The Office of National Statistics (ONS) identified that, between January and November 2020, people with a learning disability had a statistically significantly higher rate of Covid mortality than those who do not, and this remained true even when factors such as age, residence type, pre-existing health conditions and socio-economic factors were taken into account.
The ONS concludes that it “cannot say with certainty what is driving the residual differences in risk”, but provides potential explanations, including “differential access to and pathways through the healthcare system”.
A second publication sheds further light on the far reaching effects of this disparity. The Guardian reported that people with learning disabilities are still being given ‘do not resuscitate’ orders, despite “widespread condemnation of the practice last year”.

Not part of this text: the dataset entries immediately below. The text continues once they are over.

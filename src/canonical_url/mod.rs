//! Canonical URL form used for frontier dedup and same-site checks.
//!
//! Canonicalization is intentionally small: the fragment is removed and a
//! single trailing slash is stripped unless the URL is just an origin.
//! Scheme, host, path and query are otherwise preserved exactly as the
//! `url` crate serializes them.

use serde::{Deserialize, Serialize};
use std::fmt;
use std::ops::Deref;
use url::Url;

/// A URL in canonical form.
///
/// Two pages are the same audit target iff their `CanonicalUrl`s are equal.
#[derive(Clone, Debug, PartialEq, Eq, Hash, PartialOrd, Ord, Serialize, Deserialize)]
#[serde(transparent)]
pub struct CanonicalUrl(String);

impl CanonicalUrl {
    /// Canonicalize an absolute URL.
    ///
    /// Returns `None` for unparsable input; callers skip such URLs silently.
    #[must_use]
    pub fn parse(input: &str) -> Option<Self> {
        let parsed = Url::parse(input.trim()).ok()?;
        Some(Self::from_url(parsed))
    }

    /// Resolve `input` against `base` first, then canonicalize.
    #[must_use]
    pub fn parse_relative(base: &Url, input: &str) -> Option<Self> {
        let parsed = base.join(input.trim()).ok()?;
        Some(Self::from_url(parsed))
    }

    /// Wrap a value that was canonicalized before it was stored.
    pub(crate) fn from_stored(stored: String) -> Self {
        Self(stored)
    }

    fn from_url(mut url: Url) -> Self {
        url.set_fragment(None);
        let mut serialized = String::from(url);

        // Only an origin keeps its slash (`https://a.com/`)
        if serialized.ends_with('/') && !is_bare_origin(&serialized) {
            serialized.pop();
        }
        Self(serialized)
    }

    #[must_use]
    pub fn as_str(&self) -> &str {
        &self.0
    }

    /// Parsed form, for hostname comparison and link resolution.
    #[must_use]
    pub fn to_url(&self) -> Option<Url> {
        Url::parse(&self.0).ok()
    }

    #[must_use]
    pub fn into_string(self) -> String {
        self.0
    }
}

/// `scheme://authority/` with nothing after the slash
fn is_bare_origin(serialized: &str) -> bool {
    match serialized.split_once("://") {
        Some((_, rest)) => rest.find('/') == Some(rest.len() - 1),
        None => false,
    }
}

impl fmt::Display for CanonicalUrl {
    fn fmt(&self, f: &mut fmt::Formatter<'_>) -> fmt::Result {
        f.write_str(&self.0)
    }
}

impl Deref for CanonicalUrl {
    type Target = str;

    fn deref(&self) -> &Self::Target {
        &self.0
    }
}

impl AsRef<str> for CanonicalUrl {
    fn as_ref(&self) -> &str {
        &self.0
    }
}

/// Strict same-site test: the candidate, resolved against the seed, must
/// have exactly the seed's hostname. Subdomains count as external and no
/// scheme normalization is applied.
#[must_use]
pub fn is_same_site(seed_url: &str, candidate: &str) -> bool {
    let Ok(seed) = Url::parse(seed_url) else {
        return false;
    };
    let Ok(target) = seed.join(candidate) else {
        return false;
    };
    match (seed.host_str(), target.host_str()) {
        (Some(seed_host), Some(target_host)) => seed_host == target_host,
        _ => false,
    }
}

#[cfg(test)]
mod tests {
    use super::*;

    fn canon(input: &str) -> String {
        CanonicalUrl::parse(input)
            .map(CanonicalUrl::into_string)
            .unwrap_or_else(|| panic!("{input} should canonicalize"))
    }

    #[test]
    fn test_fragment_is_removed() {
        assert_eq!(
            canon("https://example.com/page#section"),
            "https://example.com/page"
        );
    }

    #[test]
    fn test_single_trailing_slash_is_stripped() {
        assert_eq!(canon("https://example.com/docs/"), "https://example.com/docs");
        assert_eq!(canon("https://example.com/docs//"), "https://example.com/docs/");
    }

    #[test]
    fn test_origin_keeps_its_slash() {
        assert_eq!(canon("https://example.com"), "https://example.com/");
        assert_eq!(canon("https://example.com/"), "https://example.com/");
        assert_eq!(canon("http://localhost:8080/"), "http://localhost:8080/");
    }

    #[test]
    fn test_query_is_preserved() {
        assert_eq!(
            canon("https://example.com/search/?q=rust#top"),
            "https://example.com/search/?q=rust"
        );
    }

    #[test]
    fn test_equivalent_forms_compare_equal() {
        assert_eq!(
            CanonicalUrl::parse("https://example.com/a/#x"),
            CanonicalUrl::parse("https://example.com/a")
        );
    }

    #[test]
    fn test_invalid_input_is_rejected() {
        assert!(CanonicalUrl::parse("not a url").is_none());
        assert!(CanonicalUrl::parse("/relative/path").is_none());
        assert!(CanonicalUrl::parse("").is_none());
    }

    #[test]
    fn test_parse_relative_resolves_against_base() {
        let base = Url::parse("https://example.com/docs/intro").expect("valid base");
        assert_eq!(
            CanonicalUrl::parse_relative(&base, "../pricing/").map(CanonicalUrl::into_string),
            Some("https://example.com/pricing".to_string())
        );
    }

    #[test]
    fn test_same_site_requires_exact_hostname() {
        assert!(is_same_site("https://example.com", "https://example.com/about"));
        assert!(is_same_site("https://example.com", "/contact"));
        assert!(is_same_site("https://example.com", "http://example.com/plain"));
        assert!(!is_same_site("https://example.com", "https://blog.example.com/x"));
        assert!(!is_same_site("https://www.example.com", "https://example.com/"));
        assert!(!is_same_site("https://example.com", "https://other.com/"));
        assert!(!is_same_site("not a url", "https://example.com/"));
    }
}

The Care Quality Commission (CQC) is due to publish a report regarding this practice in the next few weeks.
For psychologists working with individuals with learning disabilities, however, the report is likely to highlight what we already know.
Despite decades of government papers promoting care of individuals in mainstream health services (e.g. Valuing People, Valuing People Now, Building the Right Support) we continue to see, hear and challenge stigma against individuals with learning disabilities and their families on a daily basis.
Although some of this may be due to poor practice by individual clinicians, wider initiatives appear to maintain the inequalities experienced by this group.
Decisions taken on Coronavirus vaccination priority is an uncomfortable example, as the majority of individuals with learning disability will receive vaccines later than healthy individuals aged 65 and over, despite their increased risk.
Members of the Faculty for People with Intellectual Disabilities, a subsection of the Division of Clinical Psychology within the British Psychological Society, attend fortnightly Coronavirus webinars with NHS England and other parties representing
individuals with learning disabilities, and have added our voices to the others calling for this group to be urgently prioritised for the vaccine.
Faculty members have raised further concerns for individuals with learning disabilities due to the pandemic.
In addition to the physical health concerns, on the ground we are seeing an increase in behaviours of concern and mental health difficulties, as individuals struggle to manage the psychological impact of their day-to-day activities stopping and the loss of vital social contacts.
We await the ‘Assuring Transformation’ report from NHS England, due this month, which will describe the impact of the pandemic on the commitment to get individuals with learning disability out of hospital and into the community.
However, like the CQC report earlier, we suspect we know what it will say – that too many individuals with learning disabilities remain in hospital and community services are not meeting their needs.
People with learning disabilities continue to be discriminated against, stigmatised and not afforded the same opportunities as their peers.
Fundamental change is required, both during this pandemic and beyond.